This is from the sort of - well let`s call the base of the democratic party
across the very sort of lefty folks to sort of more centristy folks and
their ideology which is no democratic votes for Gorsuch. I don`t care -
I`m channeling what they`re saying. I don`t care what his qualifications
are, who he is, perfectly nice guy, great jurist, doesn`t matter, the seat
is illegitimately open ergo there should be no democratic vote. What do
you think of that?
WHITEHOUSE: Well I think there`s a lot of justifiable frustration that
President Obama who people had a lot of respect and affection for was
denied the prerogative of the Presidency for months and months and months
by just rank unprecedented republican obstruction and I understand that
very, very well. I think the issue with Gorsuch is going to be the fact
that he will be a swing vote to deliver a five-person majority back to the
republicans in the Supreme Court and the last time they had a five-person
republican majority, they abused it.
They used it to just make a barrage, five to four decisions that were all
directed like a compass towards true north, towards corporate special
interests republican election advantage and right wing social policy. And
it became predictable. And if the court is going to be the Supreme Court
of the United States, it has to stop behaving that way. Judicial
conservatives are a very different thing than politically conservative
activists. And if Mr. Gorsuch is going to be a judicial conservative,
that`s one thing. But if he`s going to go back to being the fifth vote in
a group of five politically conservative activists who were seeking to jam
special interest benefits and conservative social policy down America`s
throats, we`re going to have a real problem with that. And I think a lot
of our caucus will come together on that problem irrespective of the
support that we`re feeling from the outside.

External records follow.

//! Parser for the PHP-like call snippets used in scenarios.
//!
//! Accepted forms:
//!
//! ```text
//! statement := variable '=' expr | expr
//! expr      := class '::' method '(' args ')'
//!            | variable | string | int | null | true | false
//!            | Name '::class' | '[' expr, ... ']'
//! class     := Name | variable
//! method    := identifier | variable
//! arg       := ['...'] [identifier ':'] expr
//! ```
//!
//! Variables may carry a property path (`$this->items`).  Spans are byte
//! offsets into the snippet.

use crate::ast::{Argument, ClassRef, Expression, MethodName, Name, Span, Statement, StaticCall};
use crate::ttype::{Atomic, Union};

/// Parse one statement.  A trailing `;` is allowed.
pub fn parse_statement(src: &str) -> Result<Statement, String> {
    let mut parser = Parser { src, pos: 0 };
    let stmt = parser.statement()?;
    parser.skip_ws();
    parser.eat(";");
    parser.skip_ws();
    if parser.pos < src.len() {
        return Err(format!("unexpected input at offset {}: `{}`", parser.pos, &src[parser.pos..]));
    }
    Ok(stmt)
}

/// Parse a snippet that must be a static call.
pub fn parse_static_call(src: &str) -> Result<StaticCall, String> {
    match parse_statement(src)? {
        Statement::Expression(Expression::StaticCall(call)) => Ok(*call),
        _ => Err(format!("`{src}` is not a static call")),
    }
}

struct Parser<'a> {
    src: &'a str,
    pos: usize,
}

impl Parser<'_> {
    fn statement(&mut self) -> Result<Statement, String> {
        self.skip_ws();
        let start = self.pos;
        if let Some(target) = self.variable() {
            self.skip_ws();
            if self.peek() == Some('=') && !self.rest().starts_with("==") {
                self.pos += 1;
                let value = self.expr()?;
                return Ok(Statement::Assign { target, value });
            }
        }
        self.pos = start;
        Ok(Statement::Expression(self.expr()?))
    }

    fn expr(&mut self) -> Result<Expression, String> {
        self.skip_ws();
        let start = self.pos as u32;
        match self.peek() {
            Some('$') => {
                let name = self.variable().ok_or_else(|| self.error("expected a variable"))?;
                let variable = Expression::Variable {
                    name,
                    span: Span::new(start, self.pos as u32),
                };
                if self.eat("::") {
                    return self.static_call(ClassRef::Expr(Box::new(variable)), start);
                }
                Ok(variable)
            }
            Some(quote @ ('\'' | '"')) => self.string(quote),
            Some(c) if c.is_ascii_digit() || c == '-' => self.int(),
            Some('[') => self.array(),
            Some(c) if is_name_start(c) => {
                let value = self.name();
                let name_span = Span::new(start, self.pos as u32);
                self.skip_ws();
                if !self.rest().starts_with("::") {
                    return keyword_literal(&value).ok_or_else(|| self.error("expected `::` after class name"));
                }
                self.pos += 2;
                let name = Name::new(value, name_span);
                self.skip_ws();
                if self.rest_starts_with_word("class") {
                    let after = self.pos + "class".len();
                    let mut probe = Parser { src: self.src, pos: after };
                    probe.skip_ws();
                    if probe.peek() != Some('(') {
                        self.pos = after;
                        return Ok(Expression::ClassConstant(name));
                    }
                }
                self.static_call(ClassRef::Name(name), start)
            }
            _ => Err(self.error("expected an expression")),
        }
    }

    fn static_call(&mut self, class: ClassRef, start: u32) -> Result<Expression, String> {
        self.skip_ws();
        let method_start = self.pos as u32;
        let method = match self.peek() {
            Some('$') => {
                let name = self.variable().ok_or_else(|| self.error("expected a method name"))?;
                MethodName::Dynamic(Box::new(Expression::Variable {
                    name,
                    span: Span::new(method_start, self.pos as u32),
                }))
            }
            Some(c) if is_ident_start(c) => {
                let value = self.ident();
                MethodName::Identifier {
                    value,
                    span: Span::new(method_start, self.pos as u32),
                }
            }
            _ => return Err(self.error("expected a method name")),
        };
        self.skip_ws();
        if !self.eat("(") {
            return Err(self.error("expected `(`"));
        }
        let args = self.args()?;
        Ok(Expression::StaticCall(Box::new(StaticCall {
            class,
            method,
            args,
            span: Span::new(start, self.pos as u32),
        })))
    }

    fn args(&mut self) -> Result<Vec<Argument>, String> {
        let mut args = Vec::new();
        loop {
            self.skip_ws();
            if self.eat(")") {
                return Ok(args);
            }
            if !args.is_empty() && !self.eat(",") {
                return Err(self.error("expected `,` or `)`"));
            }
            self.skip_ws();
            if self.eat(")") {
                return Ok(args);
            }
            let unpack = self.eat("...");
            self.skip_ws();
            let name = self.named_arg_label();
            let value = self.expr()?;
            args.push(Argument { value, unpack, name });
        }
    }

    /// `label:` in front of a named argument, but not `Foo::`.
    fn named_arg_label(&mut self) -> Option<String> {
        let start = self.pos;
        if !self.peek().is_some_and(is_ident_start) {
            return None;
        }
        let label = self.ident();
        self.skip_ws();
        if self.peek() == Some(':') && !self.rest().starts_with("::") {
            self.pos += 1;
            return Some(label);
        }
        self.pos = start;
        None
    }

    fn array(&mut self) -> Result<Expression, String> {
        self.eat("[");
        let mut items = Vec::new();
        loop {
            self.skip_ws();
            if self.eat("]") {
                return Ok(Expression::Array(items));
            }
            if !items.is_empty() {
                if !self.eat(",") {
                    return Err(self.error("expected `,` or `]`"));
                }
                self.skip_ws();
                if self.eat("]") {
                    return Ok(Expression::Array(items));
                }
            }
            items.push(self.expr()?);
        }
    }

    fn string(&mut self, quote: char) -> Result<Expression, String> {
        self.pos += 1;
        let body_start = self.pos;
        let Some(len) = self.rest().find(quote) else {
            return Err(self.error("unterminated string"));
        };
        let value = self.src[body_start..body_start + len].to_string();
        self.pos = body_start + len + 1;
        Ok(Expression::Literal(Union::from_atomic(Atomic::LiteralString(value))))
    }

    fn int(&mut self) -> Result<Expression, String> {
        let start = self.pos;
        self.eat("-");
        while self.peek().is_some_and(|c| c.is_ascii_digit()) {
            self.pos += 1;
        }
        self.src[start..self.pos]
            .parse::<i64>()
            .map(|value| Expression::Literal(Union::from_atomic(Atomic::LiteralInt(value))))
            .map_err(|_| self.error("invalid integer"))
    }

    /// `$name` with an optional `->prop` path.
    fn variable(&mut self) -> Option<String> {
        let start = self.pos;
        if !self.eat("$") || !self.peek().is_some_and(is_ident_start) {
            self.pos = start;
            return None;
        }
        self.ident();
        while self.rest().starts_with("->") {
            let before = self.pos;
            self.pos += 2;
            if !self.peek().is_some_and(is_ident_start) {
                self.pos = before;
                break;
            }
            self.ident();
        }
        Some(self.src[start..self.pos].to_string())
    }

    fn ident(&mut self) -> String {
        let start = self.pos;
        while self.peek().is_some_and(|c| c.is_ascii_alphanumeric() || c == '_') {
            self.pos += 1;
        }
        self.src[start..self.pos].to_string()
    }

    /// A possibly qualified class name (`\App\Foo`).
    fn name(&mut self) -> String {
        let start = self.pos;
        while self
            .peek()
            .is_some_and(|c| c.is_ascii_alphanumeric() || c == '_' || c == '\\')
        {
            self.pos += 1;
        }
        self.src[start..self.pos].to_string()
    }

    fn rest_starts_with_word(&self, word: &str) -> bool {
        let rest = self.rest();
        rest.len() >= word.len()
            && rest[..word.len()].eq_ignore_ascii_case(word)
            && !rest[word.len()..]
                .chars()
                .next()
                .is_some_and(|c| c.is_ascii_alphanumeric() || c == '_')
    }

    fn skip_ws(&mut self) {
        while self.peek().is_some_and(char::is_whitespace) {
            self.pos += self.peek().map_or(1, char::len_utf8);
        }
    }

    fn peek(&self) -> Option<char> {
        self.rest().chars().next()
    }

    fn rest(&self) -> &str {
        &self.src[self.pos..]
    }

    fn eat(&mut self, token: &str) -> bool {
        if self.rest().starts_with(token) {
            self.pos += token.len();
            true
        } else {
            false
        }
    }

    fn error(&self, message: &str) -> String {
        format!("{message} at offset {} in `{}`", self.pos, self.src)
    }
}

fn is_ident_start(c: char) -> bool {
    c.is_ascii_alphabetic() || c == '_'
}

fn is_name_start(c: char) -> bool {
    is_ident_start(c) || c == '\\'
}

fn keyword_literal(word: &str) -> Option<Expression> {
    let atomic = match word.to_ascii_lowercase().as_str() {
        "null" => Atomic::Null,
        "true" => Atomic::True,
        "false" => Atomic::False,
        _ => return None,
    };
    Some(Expression::Literal(Union::from_atomic(atomic)))
}

#[cfg(test)]
mod tests {
    use super::*;

    #[test]
    fn simple_static_call() {
        let call = parse_static_call("Child::make()").expect("parse");
        assert!(matches!(&call.class, ClassRef::Name(n) if n.value == "Child"));
        assert_eq!(call.method_name(), Some("make"));
        assert!(call.args.is_empty());
        assert_eq!(call.span, Span::new(0, 13));
        assert_eq!(call.method_span(), Span::new(7, 11));
    }

    #[test]
    fn arguments_of_every_kind() {
        let call = parse_static_call(r"\App\Foo::bar(1, 'x', $y->z, Baz::class, [1, 2], null, ...$rest)").expect("parse");
        assert_eq!(call.args.len(), 7);
        assert!(matches!(&call.args[3].value, Expression::ClassConstant(n) if n.value == "Baz"));
        assert!(matches!(&call.args[4].value, Expression::Array(items) if items.len() == 2));
        assert!(call.args[6].unpack);
        assert!(matches!(&call.args[2].value, Expression::Variable { name, .. } if name == "$y->z"));
    }

    #[test]
    fn named_arguments() {
        let call = parse_static_call("Foo::bar(count: 3)").expect("parse");
        assert_eq!(call.args[0].name.as_deref(), Some("count"));
    }

    #[test]
    fn variable_class_and_dynamic_method() {
        let call = parse_static_call("$cls::$method()").expect("parse");
        assert!(matches!(call.class, ClassRef::Expr(_)));
        assert!(call.method_name().is_none());
    }

    #[test]
    fn nested_call_argument() {
        let call = parse_static_call("Outer::wrap(Inner::make())").expect("parse");
        assert!(matches!(&call.args[0].value, Expression::StaticCall(inner) if inner.method_name() == Some("make")));
    }

    #[test]
    fn assignment_statement() {
        let stmt = parse_statement("$this->count = Counter::start();").expect("parse");
        assert!(matches!(stmt, Statement::Assign { ref target, .. } if target == "$this->count"));
    }

    #[test]
    fn errors_point_at_the_problem() {
        let err = parse_statement("Foo::bar(1").expect_err("unterminated");
        assert!(err.contains("expected"), "{err}");
        assert!(parse_statement("Foo").is_err());
    }
}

HAYES: So what I`m hearing from you - I just want to be clear on this.
You are - you have made - not - you have not made a decision in advance. I
mean, the thing that happened with Merrick Garland, of course, the
republicans just said we`re not even going to touch the merits of Merrick
Garland, right? Their premise was I don`t want to talk about what kind of
justice he`s going to be, I don`t care. We`re blocking him as a group.
What I`m hearing from you is, you are going to consider - you are not doing
that. Essentially you are going to consider and come to a conclusion.
WHITEHOUSE: Well, bear in mind that the republicans did that in the
majority in the senate when they control what comes up and what does not
come up. Chuck Schumer does not control that. There is no way we can
prevent hearings from taking place on Mr. Gorsuch. What we can do is focus
on making sure that he does not rebuild the five-man activist block on the
Supreme Court that brought us decisions as disgraceful as citizens united.
And I think there, we have very strong support not just from our base but
from 80 percent of Americans who loathe the citizens united decision and
very strong support within the caucus that this should be a court again and
not a rampaging group of five rather belligerent conservative policy
activists who throw President aside, who throw originalism aside, who throw
all these judicially conservative doctrines aside as long as it gets them
to those three goals. The corporate special interests, the republican
election advantage and the right wing social policy.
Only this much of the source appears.